The Expression of and Insulin Binding to Cellular Thyroid Hormone Binding Protein, but Not Insulin Degrading Enzyme, Is Increased during 3T3-L1 Adipocytes Differentiation

Abstract

Specific insulin binding to several proteins (cytosolic insulin binding proteins; CIBPs) in the isolated cytoplasm of numerous cell types has been demonstrated. CIBPs include insulin degrading enzyme (IDE), CIBP p55 (identified as cellular thyroid hormone binding protein (CTHBP), which is also known as protein disulfide isomerase, or glutathione insulin transhydrogenase). To assess the possible role of CIBP p55\\CTHBP in insulin action, we compared125I-insulin binding to CIBP in cytosol isolated from 3T3-L1 cells at various time points during differentiation of the adipocytes. Insulin did not bind to CTHBP in fibroblasts, but the labeling was markedly increased during adipocyte differentiation. In contrast, insulin binding to IDE did not change during differentiation.
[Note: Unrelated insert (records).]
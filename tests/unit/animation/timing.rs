use super::*;

#[test]
fn presets_validate() {
    for cfg in [SpringConfig::SMOOTH, SpringConfig::SNAPPY, SpringConfig::BOUNCY] {
        cfg.validate().unwrap();
        assert!(cfg.settle_secs().is_finite() && cfg.settle_secs() > 0.0);
    }
}

#[test]
fn invalid_constants_are_rejected() {
    let cfg = SpringConfig {
        damping: 0.0,
        stiffness: 100.0,
        mass: 1.0,
    };
    assert!(cfg.validate().is_err());
    assert!(Timing::Spring(cfg).validate().is_err());
    // Sampling an invalid spring still yields finite values.
    assert!(Timing::Spring(cfg).sample(0.5).is_finite());
}

#[test]
fn spring_response_starts_at_rest_and_settles() {
    for cfg in [SpringConfig::SMOOTH, SpringConfig::SNAPPY, SpringConfig::BOUNCY] {
        assert_eq!(cfg.response(0.0), 0.0);
        assert_eq!(cfg.response(-1.0), 0.0);
        let settled = cfg.response(cfg.settle_secs());
        assert!((settled - 1.0).abs() < 0.006, "{cfg:?} -> {settled}");
    }
}

#[test]
fn critically_damped_spring_settles() {
    let cfg = SpringConfig {
        damping: 20.0,
        stiffness: 100.0,
        mass: 1.0,
    };
    let t = cfg.settle_secs();
    assert!((cfg.response(t) - 1.0).abs() <= 0.005 + 1e-9);
    assert!(cfg.response(t * 0.1) < 1.0);
}

#[test]
fn bouncy_spring_overshoots() {
    let cfg = SpringConfig::BOUNCY;
    let peak = (1..200)
        .map(|i| Timing::Spring(cfg).sample(f64::from(i) / 200.0))
        .fold(0.0f64, f64::max);
    assert!(peak > 1.0);
}

#[test]
fn timing_endpoints_are_exact() {
    for t in [
        Timing::LINEAR,
        Timing::Spring(SpringConfig::SMOOTH),
        Timing::Spring(SpringConfig::BOUNCY),
    ] {
        assert_eq!(t.sample(0.0), 0.0);
        assert_eq!(t.sample(1.0), 1.0);
        assert_eq!(t.sample(5.0), 1.0);
        assert_eq!(t.sample(-5.0), 0.0);
    }
}

#[test]
fn timing_serde_is_tagged() {
    let t: Timing = serde_json::from_str(r#"{"spring": {"damping": 200}}"#).unwrap();
    assert_eq!(t, Timing::Spring(SpringConfig::SMOOTH));
    let t: Timing = serde_json::from_str(r#"{"eased": "out_cubic"}"#).unwrap();
    assert_eq!(t, Timing::Eased(Ease::OutCubic));
}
Protein expression level of CTHBP in the cytosol fraction increased gradually during the differentiation of adipocytes, whereas that of IDE did not change throughout the period. These data indicate that CTHBP, but not IDE, was up-regulated during differentiation of the adipocytes, suggesting that CIBP p55\\CTHBP may play a role in regulating some insulin action, especially the counter regulation between insulin and other hormones during adipocyte differentiation.